- _Work task_
Below are records to write out again, exactly as they read.

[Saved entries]
= = = = = = =

// =============================================================================
// Coordinator
// =============================================================================

/// Read-through / write-through coordinator over the three tiers.
pub struct TieredCoordinator {
    config: CoordinatorConfig,
    store: Arc<VolatileStore<Student>>,
    volatile: Arc<dyn EntityTier>,
    cache: CacheTier,
    relational: RelationalTier,
    events: Arc<dyn EventPublisher>,
    write_generation: Mutex<u64>,
}
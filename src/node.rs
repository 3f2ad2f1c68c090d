//! Replica Assembly
//!
//! Wires the tiers, the coordinator and the command log into replicas that
//! share one in-process [`LocalConsensus`]. Each replica owns its own
//! backends, so convergence between them comes only from the log.
//!
//! ```text
//!            submit                       apply (every replica)
//! ReplicaNode ────► ReplicatedCommandLog ──► LocalConsensus ──► CommandStateMachine
//!      │                                                              │
//!      └──── lookup (local, not logged) ──► TieredCoordinator ◄───────┘
//! ```

use std::sync::Arc;

use tracing::{field, info, info_span, Instrument, Span};

use crate::adapters::{
    CacheTier, CompositeEventPublisher, InMemoryCacheGateway, InMemoryEventCollector,
    InMemoryRelationalGateway, LoggingEventPublisher, RelationalTier,
};
use crate::config::NodeConfig;
use crate::coordinator::TieredCoordinator;
use crate::domain::model::Student;
use crate::error::Result;
use crate::replication::{CommandStateMachine, LocalConsensus, ReplicatedCommandLog};
use crate::scheduler::Scheduler;
use crate::volatile::VolatileStore;

/// One replica: its tiers, its coordinator, and its handle on the log.
///
/// Everything the replica does, including commands applied on behalf of
/// other replicas, runs inside a `replica` span carrying the node id.
#[derive(Clone)]
pub struct ReplicaNode {
    id: u64,
    node_id: String,
    span: Span,
    coordinator: Arc<TieredCoordinator>,
    log: ReplicatedCommandLog,
    cache: Arc<InMemoryCacheGateway>,
    relational: Arc<InMemoryRelationalGateway>,
    events: Arc<InMemoryEventCollector>,
}

impl ReplicaNode {
    /// Build a replica over fresh in-memory backends and join it to `consensus`.
    pub async fn join(consensus: &LocalConsensus, config: &NodeConfig) -> Result<Self> {
        let cache = Arc::new(InMemoryCacheGateway::new());
        let relational = Arc::new(InMemoryRelationalGateway::new());
        let events = Arc::new(InMemoryEventCollector::new());

        let publisher = CompositeEventPublisher::new()
            .with_shared(Arc::new(LoggingEventPublisher::new()))
            .with_shared(events.clone());

        let coordinator = Arc::new(
            TieredCoordinator::with_config(
                Arc::new(VolatileStore::with_config(config.volatile())),
                CacheTier::new(cache.clone()),
                RelationalTier::new(relational.clone()),
                config.coordinator(),
            )
            .with_event_publisher(Arc::new(publisher)),
        );

        let span = info_span!("replica", node = %config.node_id, replica = field::Empty);
        let machine =
            Arc::new(CommandStateMachine::new(coordinator.clone()).with_span(span.clone()));
        let replica = consensus.join(machine).instrument(span.clone()).await?;
        let id = replica.id();
        span.record("replica", id);
        let log = ReplicatedCommandLog::with_config(Arc::new(replica), config.replication());

        let warmed = coordinator.warm_up().instrument(span.clone()).await?;
        span.in_scope(|| info!(warmed, "Replica ready"));

        Ok(Self {
            id,
            node_id: config.node_id.clone(),
            span,
            coordinator,
            log,
            cache,
            relational,
            events,
        })
    }

    pub fn id(&self) -> u64 {
        self.id
    }

    /// Identifier of the process hosting this replica.
    pub fn node_id(&self) -> &str {
        &self.node_id
    }

    /// Read through this replica's tiers.
    ///
    /// Reads are not ordered by the log, so a lagging replica may return a
    /// value older than a write already acknowledged elsewhere.
    pub async fn lookup(&self, id: &str) -> Result<Student> {
        self.coordinator.lookup(id).instrument(self.span.clone()).await
    }

    pub async fn create(&self, student: Student) -> Result<()> {
        self.log.create(student).instrument(self.span.clone()).await
    }

    pub async fn modify(&self, update: Student) -> Result<()> {
        self.log.modify(update).instrument(self.span.clone()).await
    }

    pub async fn remove(&self, id: &str) -> Result<()> {
        self.log.remove(id).instrument(self.span.clone()).await
    }

    /// Rewarm the cache on every replica.
    pub async fn reload_cache(&self) -> Result<()> {
        self.log.reload_cache().instrument(self.span.clone()).await
    }

    /// Sweep the volatile tier on every replica.
    pub async fn periodic_delete(&self) -> Result<()> {
        self.log.periodic_delete().instrument(self.span.clone()).await
    }

    /// Scheduler that submits maintenance through this replica's log handle.
    pub fn scheduler(&self, config: &NodeConfig) -> Scheduler {
        Scheduler::new(self.log.clone(), config.scheduler()).with_span(self.span.clone())
    }

    pub fn coordinator(&self) -> &Arc<TieredCoordinator> {
        &self.coordinator
    }

    pub fn log(&self) -> &ReplicatedCommandLog {
        &self.log
    }

    pub fn cache_gateway(&self) -> &Arc<InMemoryCacheGateway> {
        &self.cache
    }

    pub fn relational_gateway(&self) -> &Arc<InMemoryRelationalGateway> {
        &self.relational
    }

    pub fn events(&self) -> &Arc<InMemoryEventCollector> {
        &self.events
    }
}

/// A group of replicas over one shared log.
pub struct LocalCluster {
    config: NodeConfig,
    consensus: LocalConsensus,
    nodes: Vec<ReplicaNode>,
}

impl LocalCluster {
    /// Start `config.replicas` replicas, generating a node id if none was set.
    pub async fn start(mut config: NodeConfig) -> Result<Self> {
        config.validate()?;
        config.ensure_node_id();
        let consensus = LocalConsensus::new(config.snapshot_threshold);
        let mut cluster = Self {
            config,
            consensus,
            nodes: Vec::new(),
        };
        for _ in 0..cluster.config.replicas {
            cluster.add_replica().await?;
        }
        info!(
            node = %cluster.config.node_id,
            replicas = cluster.nodes.len(),
            "Cluster started"
        );
        Ok(cluster)
    }

    /// Join one more replica. It catches up from the log before returning.
    pub async fn add_replica(&mut self) -> Result<ReplicaNode> {
        let node = ReplicaNode::join(&self.consensus, &self.config).await?;
        self.nodes.push(node.clone());
        Ok(node)
    }

    pub fn config(&self) -> &NodeConfig {
        &self.config
    }

    pub fn consensus(&self) -> &LocalConsensus {
        &self.consensus
    }

    pub fn nodes(&self) -> &[ReplicaNode] {
        &self.nodes
    }

    pub fn node(&self, index: usize) -> Option<&ReplicaNode> {
        self.nodes.get(index)
    }

    /// Wait until every replica has applied every ordered command.
    pub async fn settle(&self) {
        self.consensus.settle().await;
    }
}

= = = = = = =

- _Output of the exercise_
// =============================================================================
// Coordinator
// =============================================================================

/// Read-through / write-through coordinator over the three tiers.
pub struct TieredCoordinator {
    config: CoordinatorConfig,
    store: Arc<VolatileStore<Student>>,
    volatile: Arc<dyn EntityTier>,
    cache: CacheTier,
    relational: RelationalTier,
    events: Arc<dyn EventPublisher>,
    write_generation: Mutex<u64>,
}
filename src/node.rs
repository 3f2ad2f1c68c090d
//! Replica Assembly
//!
//! Wires the tiers, the coordinator and the command log into replicas that
//! share one in-process [`LocalConsensus`]. Each replica owns its own
//! backends, so convergence between them comes only from the log.
//!
//! ```text
//!            submit                       apply (every replica)
//! ReplicaNode ────► ReplicatedCommandLog ──► LocalConsensus ──► CommandStateMachine
//!      │                                                              │
//!      └──── lookup (local, not logged) ──► TieredCoordinator ◄───────┘
//! ```

use std::sync::Arc;

use tracing::{field, info, info_span, Instrument, Span};

use crate::adapters::{
    CacheTier, CompositeEventPublisher, InMemoryCacheGateway, InMemoryEventCollector,
    InMemoryRelationalGateway, LoggingEventPublisher, RelationalTier,
};
use crate::config::NodeConfig;
use crate::coordinator::TieredCoordinator;
use crate::domain::model::Student;
use crate::error::Result;
use crate::replication::{CommandStateMachine, LocalConsensus, ReplicatedCommandLog};
use crate::scheduler::Scheduler;
use crate::volatile::VolatileStore;

/// One replica: its tiers, its coordinator, and its handle on the log.
///
/// Everything the replica does, including commands applied on behalf of
/// other replicas, runs inside a `replica` span carrying the node id.
#[derive(Clone)]
pub struct ReplicaNode {
    id: u64,
    node_id: String,
    span: Span,
    coordinator: Arc<TieredCoordinator>,
    log: ReplicatedCommandLog,
    cache: Arc<InMemoryCacheGateway>,
    relational: Arc<InMemoryRelationalGateway>,
    events: Arc<InMemoryEventCollector>,
}

impl ReplicaNode {
    /// Build a replica over fresh in-memory backends and join it to `consensus`.
    pub async fn join(consensus: &LocalConsensus, config: &NodeConfig) -> Result<Self> {
        let cache = Arc::new(InMemoryCacheGateway::new());
        let relational = Arc::new(InMemoryRelationalGateway::new());
        let events = Arc::new(InMemoryEventCollector::new());

        let publisher = CompositeEventPublisher::new()
            .with_shared(Arc::new(LoggingEventPublisher::new()))
            .with_shared(events.clone());

        let coordinator = Arc::new(
            TieredCoordinator::with_config(
                Arc::new(VolatileStore::with_config(config.volatile())),
                CacheTier::new(cache.clone()),
                RelationalTier::new(relational.clone()),
                config.coordinator(),
            )
            .with_event_publisher(Arc::new(publisher)),
        );

        let span = info_span!("replica", node = %config.node_id, replica = field::Empty);
        let machine =
            Arc::new(CommandStateMachine::new(coordinator.clone()).with_span(span.clone()));
        let replica = consensus.join(machine).instrument(span.clone()).await?;
        let id = replica.id();
        span.record("replica", id);
        let log = ReplicatedCommandLog::with_config(Arc::new(replica), config.replication());

        let warmed = coordinator.warm_up().instrument(span.clone()).await?;
        span.in_scope(|| info!(warmed, "Replica ready"));

        Ok(Self {
            id,
            node_id: config.node_id.clone(),
            span,
            coordinator,
            log,
            cache,
            relational,
            events,
        })
    }

    pub fn id(&self) -> u64 {
        self.id
    }

    /// Identifier of the process hosting this replica.
    pub fn node_id(&self) -> &str {
        &self.node_id
    }

    /// Read through this replica's tiers.
    ///
    /// Reads are not ordered by the log, so a lagging replica may return a
    /// value older than a write already acknowledged elsewhere.
    pub async fn lookup(&self, id: &str) -> Result<Student> {
        self.coordinator.lookup(id).instrument(self.span.clone()).await
    }

    pub async fn create(&self, student: Student) -> Result<()> {
        self.log.create(student).instrument(self.span.clone()).await
    }

    pub async fn modify(&self, update: Student) -> Result<()> {
        self.log.modify(update).instrument(self.span.clone()).await
    }

    pub async fn remove(&self, id: &str) -> Result<()> {
        self.log.remove(id).instrument(self.span.clone()).await
    }

    /// Rewarm the cache on every replica.
    pub async fn reload_cache(&self) -> Result<()> {
        self.log.reload_cache().instrument(self.span.clone()).await
    }

    /// Sweep the volatile tier on every replica.
    pub async fn periodic_delete(&self) -> Result<()> {
        self.log.periodic_delete().instrument(self.span.clone()).await
    }

    /// Scheduler that submits maintenance through this replica's log handle.
    pub fn scheduler(&self, config: &NodeConfig) -> Scheduler {
        Scheduler::new(self.log.clone(), config.scheduler()).with_span(self.span.clone())
    }

    pub fn coordinator(&self) -> &Arc<TieredCoordinator> {
        &self.coordinator
    }

    pub fn log(&self) -> &ReplicatedCommandLog {
        &self.log
    }

    pub fn cache_gateway(&self) -> &Arc<InMemoryCacheGateway> {
        &self.cache
    }

    pub fn relational_gateway(&self) -> &Arc<InMemoryRelationalGateway> {
        &self.relational
    }

    pub fn events(&self) -> &Arc<InMemoryEventCollector> {
        &self.events
    }
}

/// A group of replicas over one shared log.
pub struct LocalCluster {
    config: NodeConfig,
    consensus: LocalConsensus,
    nodes: Vec<ReplicaNode>,
}

impl LocalCluster {
    /// Start `config.replicas` replicas, generating a node id if none was set.
    pub async fn start(mut config: NodeConfig) -> Result<Self> {
        config.validate()?;
        config.ensure_node_id();
        let consensus = LocalConsensus::new(config.snapshot_threshold);
        let mut cluster = Self {
            config,
            consensus,
            nodes: Vec::new(),
        };
        for _ in 0..cluster.config.replicas {
            cluster.add_replica().await?;
        }
        info!(
            node = %cluster.config.node_id,
            replicas = cluster.nodes.len(),
            "Cluster started"
        );
        Ok(cluster)
    }

    /// Join one more replica. It catches up from the log before returning.
    pub async fn add_replica(&mut self) -> Result<ReplicaNode> {
        let node = ReplicaNode::join(&self.consensus, &self.config).await?;
        self.nodes.push(node.clone());
        Ok(node)
    }

    pub fn config(&self) -> &NodeConfig {
        &self.config
    }

    pub fn consensus(&self) -> &LocalConsensus {
        &self.consensus
    }

    pub fn nodes(&self) -> &[ReplicaNode] {
        &self.nodes
    }

    pub fn node(&self, index: usize) -> Option<&ReplicaNode> {
        self.nodes.get(index)
    }

    /// Wait until every replica has applied every ordered command.
    pub async fn settle(&self) {
        self.consensus.settle().await;
    }
}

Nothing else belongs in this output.